Ces recherches chez les nouveau-nés témoignent de leur capacité à détecter et percevoir les différentes propriétés de l’objet avec leurs mains, sans contrôle visuel. La mise en évidence de ces compétences précoces remet en cause le modèle de Bushnell et Boudreau (1991, 1993, 1998) . Par conséquent les contraintes motrices ne seraient pas un obstacle à la perception haptique des propriétés de l’objet à la naissance. Suite aux résultats obtenus dans l’étude qui comparait les résultats de l’habituation et ceux des variations de pressions manuelles selon la texture des objets, Molina et Jouen (2004) proposent que le grasping serait une activité cyclique nécessaire et non spécifique que les nouveau-nés utilisent comme outil exploratoire pour prélever des informations sur les propriétés de l’objet. Consécutivement à ces conclusions, Jouen et Molina (2005) présupposent que cette activité cyclique manuelle des nouveau-nés informerait sur les processus cognitifs présents dès la naissance. Bien que les nouveau-nés ne soient pas capables d’effectuer des mouvements manuels précis, à savoir les procédures exploratoires, leur activité manuelle cyclique, qui consiste en l’ouverture / fermeture de la main, constituerait un pattern de mouvement exploratoire général. Ce pattern, de par sa variabilité, permettrait aux nouveau-nés de percevoir tactilement les différentes propriétés de l’objet malgré l’absence de procédures exploratoires spécifiques. Ainsi, ce pattern de mouvement exploratoire général serait nécessaire pour extraire tactilement des informations sur les objets explorés et suffisamment variable pour traiter les différentes propriétés de l’objet.
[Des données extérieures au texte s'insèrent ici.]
// World construction: batches of new records committed in one write

use std::time::Duration;

use crate::config::SimConfig;
use crate::records::{
    Business, Commodity, DEFAULT_TRADE_LIFETIME, Entity, ProductionUnit, Record, Station, Stock,
};
use crate::registry::Registry;
use crate::types::{Amount, BusinessId, CommodityId, EntityId, ProductionUnitId, StationId, StockId};

/// Collects records for a world and inserts them all at once, so the
/// simulation never sees a business whose stocks are not there yet.
#[derive(Debug, Clone)]
pub struct WorldBuilder {
    records: Vec<Record>,
    trade_lifetime: Duration,
}

impl Default for WorldBuilder {
    fn default() -> Self {
        Self::new()
    }
}

impl WorldBuilder {
    pub fn new() -> Self {
        Self {
            records: Vec::new(),
            trade_lifetime: DEFAULT_TRADE_LIFETIME,
        }
    }

    /// Offer lifetime for stocks added after this call.
    pub fn with_trade_lifetime(mut self, trade_lifetime: Duration) -> Self {
        self.trade_lifetime = trade_lifetime;
        self
    }

    // === Reference data ===

    pub fn add_commodity(&mut self, name: &str, abbreviation: Option<&str>) -> CommodityId {
        let mut commodity = Commodity::new(name);
        if let Some(abbreviation) = abbreviation {
            commodity = commodity.with_abbreviation(abbreviation);
        }
        let id = commodity.id;
        self.records.push(commodity.into());
        id
    }

    pub fn add_station(&mut self, name: &str) -> StationId {
        let station = Station::new(name);
        let id = station.id;
        self.records.push(station.into());
        id
    }

    // === Actors ===

    pub fn add_entity(&mut self, station: StationId) -> EntityId {
        let entity = Entity::new(station);
        let id = entity.id;
        self.records.push(entity.into());
        id
    }

    pub fn add_stock(
        &mut self,
        entity: EntityId,
        station: StationId,
        commodity: CommodityId,
        amount: Amount,
    ) -> StockId {
        let stock = Stock::new(entity, station, commodity)
            .with_amount(amount)
            .with_trade_lifetime(self.trade_lifetime);
        let id = stock.id;
        self.records.push(stock.into());
        id
    }

    pub fn add_production_unit(&mut self, stock: StockId, amount: Amount) -> ProductionUnitId {
        let unit = ProductionUnit::new(stock).with_production_amount(amount);
        let id = unit.id;
        self.records.push(unit.into());
        id
    }

    pub fn add_business(
        &mut self,
        station: StationId,
        entity: EntityId,
        buy_stock: StockId,
        sell_stocks: Vec<StockId>,
    ) -> BusinessId {
        let business = Business::new(station, entity, buy_stock, sell_stocks);
        let id = business.id;
        self.records.push(business.into());
        id
    }

    pub fn records(&self) -> &[Record] {
        &self.records
    }

    /// Insert everything under one write lock. Returns how many records.
    pub fn commit(self, registry: &Registry) -> usize {
        let count = self.records.len();
        registry.insert_all(self.records);
        count
    }
}

// ============================================================================
// Example world - Two producers trading water for credits at one station
// ============================================================================

/// Handles to everything [`setup_example_world`] created.
#[derive(Debug, Clone, Copy, PartialEq)]
pub struct ExampleWorld {
    pub station: StationId,
    pub credits: CommodityId,
    pub water: CommodityId,
    /// Produces water and sells it for credits.
    pub water_seller: EntityId,
    pub water_seller_credits: StockId,
    pub water_seller_water: StockId,
    pub water_business: BusinessId,
    /// Produces credits and spends them on water.
    pub water_buyer: EntityId,
    pub water_buyer_credits: StockId,
    pub water_buyer_water: StockId,
    pub credit_business: BusinessId,
}

pub const EXAMPLE_WATER_PER_TICK: Amount = 10;
pub const EXAMPLE_CREDITS_PER_TICK: Amount = 100;
pub const EXAMPLE_STARTING_CREDITS: Amount = 1_000;

pub fn setup_example_world(registry: &Registry, config: &SimConfig) -> ExampleWorld {
    let mut world = WorldBuilder::new().with_trade_lifetime(config.default_trade_lifetime());

    let station = world.add_station("Station 1");
    let credits = world.add_commodity("Credits", Some("Cr"));
    let water = world.add_commodity("Water", None);

    let water_seller = world.add_entity(station);
    let water_seller_credits = world.add_stock(water_seller, station, credits, 0);
    let water_seller_water = world.add_stock(water_seller, station, water, 0);
    world.add_production_unit(water_seller_water, EXAMPLE_WATER_PER_TICK);
    let water_business =
        world.add_business(station, water_seller, water_seller_credits, vec![water_seller_water]);

    let water_buyer = world.add_entity(station);
    let water_buyer_credits =
        world.add_stock(water_buyer, station, credits, EXAMPLE_STARTING_CREDITS);
    world.add_production_unit(water_buyer_credits, EXAMPLE_CREDITS_PER_TICK);
    let water_buyer_water = world.add_stock(water_buyer, station, water, 0);
    let credit_business =
        world.add_business(station, water_buyer, water_buyer_water, vec![water_buyer_credits]);

    let count = world.commit(registry);
    tracing::info!(records = count, "example world initialized");

    ExampleWorld {
        station,
        credits,
        water,
        water_seller,
        water_seller_credits,
        water_seller_water,
        water_business,
        water_buyer,
        water_buyer_credits,
        water_buyer_water,
        credit_business,
    }
}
2.2.3.2. Transfert inter-main

Bases neuronales du transfert inter-main

Le transfert inter-main est la capacité d’un individu à reconnaître qu’un objet déjà exploré par une main est le même que celui présenté dans l’autre main. Ce transfert reflète la capacité de l’individu à mémoriser des informations sur un objet, à la conserver en mémoire et à la comparer avec l’information obtenue dans l’autre main, nécessitant un transfert d’informations entre les deux hémisphères cérébraux. Des études en neuroimagerie menées chez l’adulte, ont démontré que le transfert d’informations tactiles repose sur l’intégrité de la partie postérieure du corps calleux (Fabri et al., 2005; Fabri et al., 2001). Bien que le corps calleux commence à se développer avant la naissance, les premières fibres calleuses sont observées vers 10-11 SA et il ne mature que très lentement avec un processus de myélinisation qui se poursuivra jusqu’à la puberté (Bloom & Hynd, 2005). Cependant, selon une récente étude de neuroimagerie utilisant l’IRM de diffusion, même si la myélinisation n’est pas terminée, les principaux faisceaux de fibres, dont ceux du corps calleux, sont déjà en place à la naissance (Dubois, Hertz-Pannier, Dehaene-Lambertz, Cointepas, & Le Bihan, 2006). Dans ces conditions, l’existence d’un transfert inter-main à la naissance semble plausible.

Texture

C’est en effet ce qu’ont mis en évidence Sann et Streri (2008). Elles utilisent la procédure d’habituation / réaction à la nouveauté chez 24 nouveau-nés âgés de 2 jours afin d’étudier leur capacité à traiter et échanger des informations de texture (expérience 1) entre leurs mains, sans contrôle de la vision. L’habituation est une habituation contrôlée par le bébé où la somme de deux essais consécutifs doit être inférieure ou égale au tiers de la somme des deux premiers essais. Un cylindre lisse est présenté à la moitié des nouveau-nés et un cylindre rugueux est présenté à l’autre moitié. Dans chacun de ces groupes, le stimulus est présenté soit dans la main droite, soit dans la main gauche du nouveau-né. Lors de la phase test, les objets nouveau et familier sont présentés alternativement l’un après l’autre pendant 4 essais, dans la main opposée à celle de l’habituation. Les résultats indiquent que les nouveau-nés présentent une préférence pour l’objet nouveau lors de la phase test. Malgré l’immaturité du corps calleux, les données révèlent que les nouveau-nés différencient bien les

deux objets, attestant de l’existence d’un transfert inter-main de la texture, indépendamment du sens de transfert (main gauche vers main droite ou inversement).